- Task goal: The entries below are to be repeated verbatim, in full.

- Dataset:
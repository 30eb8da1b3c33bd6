//! Starts, watches and stops the long-lived runplane services.

use std::ffi::OsString;
use std::path::PathBuf;
use std::time::Duration;

use futures_util::future::join_all;
use runplane_ipc::{exit_code, open_ipc_subprocess, ProcessHandle};
use tokio::time::{Instant, MissedTickBehavior};
use tokio_util::sync::CancellationToken;
use tracing::{debug, info, warn};

use crate::error::SupervisorError;

/// How long to wait for a killed service to be reaped.
const KILL_REAP_TIMEOUT: Duration = Duration::from_secs(5);

/// A service to run under supervision.
#[derive(Debug, Clone)]
pub struct ServiceSpec {
    pub name: String,
    pub program: PathBuf,
    pub args: Vec<OsString>,
}

impl ServiceSpec {
    pub fn new(name: impl Into<String>, program: impl Into<PathBuf>, args: Vec<OsString>) -> Self {
        Self {
            name: name.into(),
            program: program.into(),
            args,
        }
    }
}

/// Supervisor timing.
#[derive(Debug, Clone)]
pub struct SupervisorConfig {
    /// How often services are checked for liveness.
    pub poll_interval: Duration,
    /// How long a service gets to exit after SIGTERM before it is killed.
    pub shutdown_timeout: Duration,
}

impl Default for SupervisorConfig {
    fn default() -> Self {
        Self {
            poll_interval: Duration::from_secs(5),
            shutdown_timeout: Duration::from_secs(60),
        }
    }
}

/// How a service ended during shutdown.
#[derive(Debug, Clone, Copy, PartialEq, Eq)]
pub enum ShutdownOutcome {
    /// It had already exited, with this code.
    AlreadyExited(i32),
    /// It exited after being asked to, with this code.
    Terminated(i32),
    /// It outlived the shutdown timeout and was killed.
    Killed,
}

#[derive(Debug, Clone, PartialEq, Eq)]
pub struct ShutdownReport {
    pub service: String,
    pub outcome: ShutdownOutcome,
}

impl ShutdownReport {
    /// The line printed for this service once it is down.
    pub fn summary(&self) -> String {
        match self.outcome {
            ShutdownOutcome::AlreadyExited(code) => format!(
                "{} process had already exited with code {}.",
                self.service, code
            ),
            ShutdownOutcome::Terminated(_) => format!("Shut down {} process.", self.service),
            ShutdownOutcome::Killed => format!("Killed {} process.", self.service),
        }
    }
}

/// Runs a fixed set of services until one dies or it is cancelled, then
/// shuts all of them down.
#[derive(Debug, Clone, Default)]
pub struct Supervisor {
    config: SupervisorConfig,
}

impl Supervisor {
    pub fn new(config: SupervisorConfig) -> Self {
        Self { config }
    }

    /// Spawn, monitor, then shut down `services`.
    ///
    /// Returns once `cancel` fires (after shutdown) or with
    /// [`SupervisorError::ProcessExitedUnexpectedly`] once any service exits
    /// on its own. The other services are shut down either way.
    pub async fn run(
        &self,
        services: Vec<ServiceSpec>,
        cancel: CancellationToken,
    ) -> Result<Vec<ShutdownReport>, SupervisorError> {
        let running = self.spawn(services).await?;
        let monitored = running.monitor(&cancel).await;
        let reports = running.shutdown().await;
        monitored.map(|()| reports)
    }

    /// Start every service in order.
    ///
    /// If one fails to start, those already started are shut down before
    /// the error is returned.
    pub async fn spawn(
        &self,
        services: Vec<ServiceSpec>,
    ) -> Result<RunningServices, SupervisorError> {
        let mut running = RunningServices {
            config: self.config.clone(),
            services: Vec::with_capacity(services.len()),
        };

        for spec in services {
            match open_ipc_subprocess(&spec.program, &spec.args) {
                Ok(handle) => {
                    info!(service = %spec.name, pid = ?handle.pid(), "Service started");
                    running.services.push(RunningService {
                        name: spec.name,
                        handle,
                    });
                }
                Err(source) => {
                    warn!(service = %spec.name, error = %source, "Service failed to start");
                    running.shutdown().await;
                    return Err(SupervisorError::Spawn {
                        service: spec.name,
                        program: spec.program,
                        source,
                    });
                }
            }
        }

        Ok(running)
    }
}

#[derive(Debug)]
struct RunningService {
    name: String,
    handle: ProcessHandle,
}

/// Services started by [`Supervisor::spawn`].
#[derive(Debug)]
pub struct RunningServices {
    config: SupervisorConfig,
    services: Vec<RunningService>,
}

impl RunningServices {
    /// Process handles by service name.
    pub fn handles(&self) -> impl Iterator<Item = (&str, &ProcessHandle)> {
        self.services
            .iter()
            .map(|service| (service.name.as_str(), &service.handle))
    }

    /// Poll every `poll_interval` until a service exits or `cancel` fires.
    ///
    /// Never returns `Ok` on its own: only cancellation ends it cleanly.
    pub async fn monitor(&self, cancel: &CancellationToken) -> Result<(), SupervisorError> {
        let period = self.config.poll_interval;
        let mut ticker = tokio::time::interval_at(Instant::now() + period, period);
        ticker.set_missed_tick_behavior(MissedTickBehavior::Delay);

        loop {
            tokio::select! {
                _ = cancel.cancelled() => {
                    info!("Supervisor cancelled");
                    return Ok(());
                }
                _ = ticker.tick() => {
                    for service in &self.services {
                        if let Some(status) = service.handle.try_status()? {
                            let code = exit_code(&status);
                            warn!(service = %service.name, code, "Service exited unexpectedly");
                            return Err(SupervisorError::ProcessExitedUnexpectedly {
                                service: service.name.clone(),
                                code,
                            });
                        }
                    }
                    debug!(services = self.services.len(), "All services alive");
                }
            }
        }
    }

    /// Terminate every service concurrently, killing any that outlive the
    /// shutdown timeout.
    pub async fn shutdown(&self) -> Vec<ShutdownReport> {
        if self.services.is_empty() {
            return Vec::new();
        }

        println!("Shutting down runplane services...");
        let timeout = self.config.shutdown_timeout;
        join_all(
            self.services
                .iter()
                .map(|service| shutdown_service(service, timeout)),
        )
        .await
    }
}

async fn shutdown_service(service: &RunningService, timeout: Duration) -> ShutdownReport {
    let name = service.name.as_str();
    let handle = &service.handle;

    if let Ok(Some(status)) = handle.try_status() {
        debug!(service = %name, "Service already exited");
        let report = ShutdownReport {
            service: name.to_string(),
            outcome: ShutdownOutcome::AlreadyExited(exit_code(&status)),
        };
        println!("{}", report.summary());
        return report;
    }

    if let Err(e) = handle.terminate() {
        warn!(service = %name, error = %e, "Failed to signal service");
    }

    println!("Waiting for {} process to shut down...", name);
    match handle.wait_timeout(timeout).await {
        Ok(Some(status)) => {
            let report = ShutdownReport {
                service: name.to_string(),
                outcome: ShutdownOutcome::Terminated(exit_code(&status)),
            };
            println!("{}", report.summary());
            return report;
        }
        Ok(None) => {}
        Err(e) => warn!(service = %name, error = %e, "Failed to wait for service"),
    }

    println!("{} process did not terminate cleanly, killing the process", name);
    if let Err(e) = handle.kill() {
        warn!(service = %name, error = %e, "Failed to kill service");
    }
    if let Ok(None) = handle.wait_timeout(KILL_REAP_TIMEOUT).await {
        warn!(service = %name, pid = ?handle.pid(), "Service still running after kill");
    }

    let report = ShutdownReport {
        service: name.to_string(),
        outcome: ShutdownOutcome::Killed,
    };
    println!("{}", report.summary());
    report
}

- Written solution:
repository 30eb8da1b3c33bd6
//! Starts, watches and stops the long-lived runplane services.

use std::ffi::OsString;
use std::path::PathBuf;
use std::time::Duration;

use futures_util::future::join_all;
use runplane_ipc::{exit_code, open_ipc_subprocess, ProcessHandle};
use tokio::time::{Instant, MissedTickBehavior};
use tokio_util::sync::CancellationToken;
use tracing::{debug, info, warn};

use crate::error::SupervisorError;

/// How long to wait for a killed service to be reaped.
const KILL_REAP_TIMEOUT: Duration = Duration::from_secs(5);

/// A service to run under supervision.
#[derive(Debug, Clone)]
pub struct ServiceSpec {
    pub name: String,
    pub program: PathBuf,
    pub args: Vec<OsString>,
}

impl ServiceSpec {
    pub fn new(name: impl Into<String>, program: impl Into<PathBuf>, args: Vec<OsString>) -> Self {
        Self {
            name: name.into(),
            program: program.into(),
            args,
        }
    }
}

/// Supervisor timing.
#[derive(Debug, Clone)]
pub struct SupervisorConfig {
    /// How often services are checked for liveness.
    pub poll_interval: Duration,
    /// How long a service gets to exit after SIGTERM before it is killed.
    pub shutdown_timeout: Duration,
}

impl Default for SupervisorConfig {
    fn default() -> Self {
        Self {
            poll_interval: Duration::from_secs(5),
            shutdown_timeout: Duration::from_secs(60),
        }
    }
}

/// How a service ended during shutdown.
#[derive(Debug, Clone, Copy, PartialEq, Eq)]
pub enum ShutdownOutcome {
    /// It had already exited, with this code.
    AlreadyExited(i32),
    /// It exited after being asked to, with this code.
    Terminated(i32),
    /// It outlived the shutdown timeout and was killed.
    Killed,
}

#[derive(Debug, Clone, PartialEq, Eq)]
pub struct ShutdownReport {
    pub service: String,
    pub outcome: ShutdownOutcome,
}

impl ShutdownReport {
    /// The line printed for this service once it is down.
    pub fn summary(&self) -> String {
        match self.outcome {
            ShutdownOutcome::AlreadyExited(code) => format!(
                "{} process had already exited with code {}.",
                self.service, code
            ),
            ShutdownOutcome::Terminated(_) => format!("Shut down {} process.", self.service),
            ShutdownOutcome::Killed => format!("Killed {} process.", self.service),
        }
    }
}

/// Runs a fixed set of services until one dies or it is cancelled, then
/// shuts all of them down.
#[derive(Debug, Clone, Default)]
pub struct Supervisor {
    config: SupervisorConfig,
}

impl Supervisor {
    pub fn new(config: SupervisorConfig) -> Self {
        Self { config }
    }

    /// Spawn, monitor, then shut down `services`.
    ///
    /// Returns once `cancel` fires (after shutdown) or with
    /// [`SupervisorError::ProcessExitedUnexpectedly`] once any service exits
    /// on its own. The other services are shut down either way.
    pub async fn run(
        &self,
        services: Vec<ServiceSpec>,
        cancel: CancellationToken,
    ) -> Result<Vec<ShutdownReport>, SupervisorError> {
        let running = self.spawn(services).await?;
        let monitored = running.monitor(&cancel).await;
        let reports = running.shutdown().await;
        monitored.map(|()| reports)
    }

    /// Start every service in order.
    ///
    /// If one fails to start, those already started are shut down before
    /// the error is returned.
    pub async fn spawn(
        &self,
        services: Vec<ServiceSpec>,
    ) -> Result<RunningServices, SupervisorError> {
        let mut running = RunningServices {
            config: self.config.clone(),
            services: Vec::with_capacity(services.len()),
        };

        for spec in services {
            match open_ipc_subprocess(&spec.program, &spec.args) {
                Ok(handle) => {
                    info!(service = %spec.name, pid = ?handle.pid(), "Service started");
                    running.services.push(RunningService {
                        name: spec.name,
                        handle,
                    });
                }
                Err(source) => {
                    warn!(service = %spec.name, error = %source, "Service failed to start");
                    running.shutdown().await;
                    return Err(SupervisorError::Spawn {
                        service: spec.name,
                        program: spec.program,
                        source,
                    });
                }
            }
        }

        Ok(running)
    }
}

#[derive(Debug)]
struct RunningService {
    name: String,
    handle: ProcessHandle,
}

/// Services started by [`Supervisor::spawn`].
#[derive(Debug)]
pub struct RunningServices {
    config: SupervisorConfig,
    services: Vec<RunningService>,
}

impl RunningServices {
    /// Process handles by service name.
    pub fn handles(&self) -> impl Iterator<Item = (&str, &ProcessHandle)> {
        self.services
            .iter()
            .map(|service| (service.name.as_str(), &service.handle))
    }

    /// Poll every `poll_interval` until a service exits or `cancel` fires.
    ///
    /// Never returns `Ok` on its own: only cancellation ends it cleanly.
    pub async fn monitor(&self, cancel: &CancellationToken) -> Result<(), SupervisorError> {
        let period = self.config.poll_interval;
        let mut ticker = tokio::time::interval_at(Instant::now() + period, period);
        ticker.set_missed_tick_behavior(MissedTickBehavior::Delay);

        loop {
            tokio::select! {
                _ = cancel.cancelled() => {
                    info!("Supervisor cancelled");
                    return Ok(());
                }
                _ = ticker.tick() => {
                    for service in &self.services {
                        if let Some(status) = service.handle.try_status()? {
                            let code = exit_code(&status);
                            warn!(service = %service.name, code, "Service exited unexpectedly");
                            return Err(SupervisorError::ProcessExitedUnexpectedly {
                                service: service.name.clone(),
                                code,
                            });
                        }
                    }
                    debug!(services = self.services.len(), "All services alive");
                }
            }
        }
    }

    /// Terminate every service concurrently, killing any that outlive the
    /// shutdown timeout.
    pub async fn shutdown(&self) -> Vec<ShutdownReport> {
        if self.services.is_empty() {
            return Vec::new();
        }

        println!("Shutting down runplane services...");
        let timeout = self.config.shutdown_timeout;
        join_all(
            self.services
                .iter()
                .map(|service| shutdown_service(service, timeout)),
        )
        .await
    }
}

async fn shutdown_service(service: &RunningService, timeout: Duration) -> ShutdownReport {
    let name = service.name.as_str();
    let handle = &service.handle;

    if let Ok(Some(status)) = handle.try_status() {
        debug!(service = %name, "Service already exited");
        let report = ShutdownReport {
            service: name.to_string(),
            outcome: ShutdownOutcome::AlreadyExited(exit_code(&status)),
        };
        println!("{}", report.summary());
        return report;
    }

    if let Err(e) = handle.terminate() {
        warn!(service = %name, error = %e, "Failed to signal service");
    }

    println!("Waiting for {} process to shut down...", name);
    match handle.wait_timeout(timeout).await {
        Ok(Some(status)) => {
            let report = ShutdownReport {
                service: name.to_string(),
                outcome: ShutdownOutcome::Terminated(exit_code(&status)),
            };
            println!("{}", report.summary());
            return report;
        }
        Ok(None) => {}
        Err(e) => warn!(service = %name, error = %e, "Failed to wait for service"),
    }

    println!("{} process did not terminate cleanly, killing the process", name);
    if let Err(e) = handle.kill() {
        warn!(service = %name, error = %e, "Failed to kill service");
    }
    if let Ok(None) = handle.wait_timeout(KILL_REAP_TIMEOUT).await {
        warn!(service = %name, pid = ?handle.pid(), "Service still running after kill");
    }

    let report = ShutdownReport {
        service: name.to_string(),
        outcome: ShutdownOutcome::Killed,
    };
    println!("{}", report.summary());
    report
}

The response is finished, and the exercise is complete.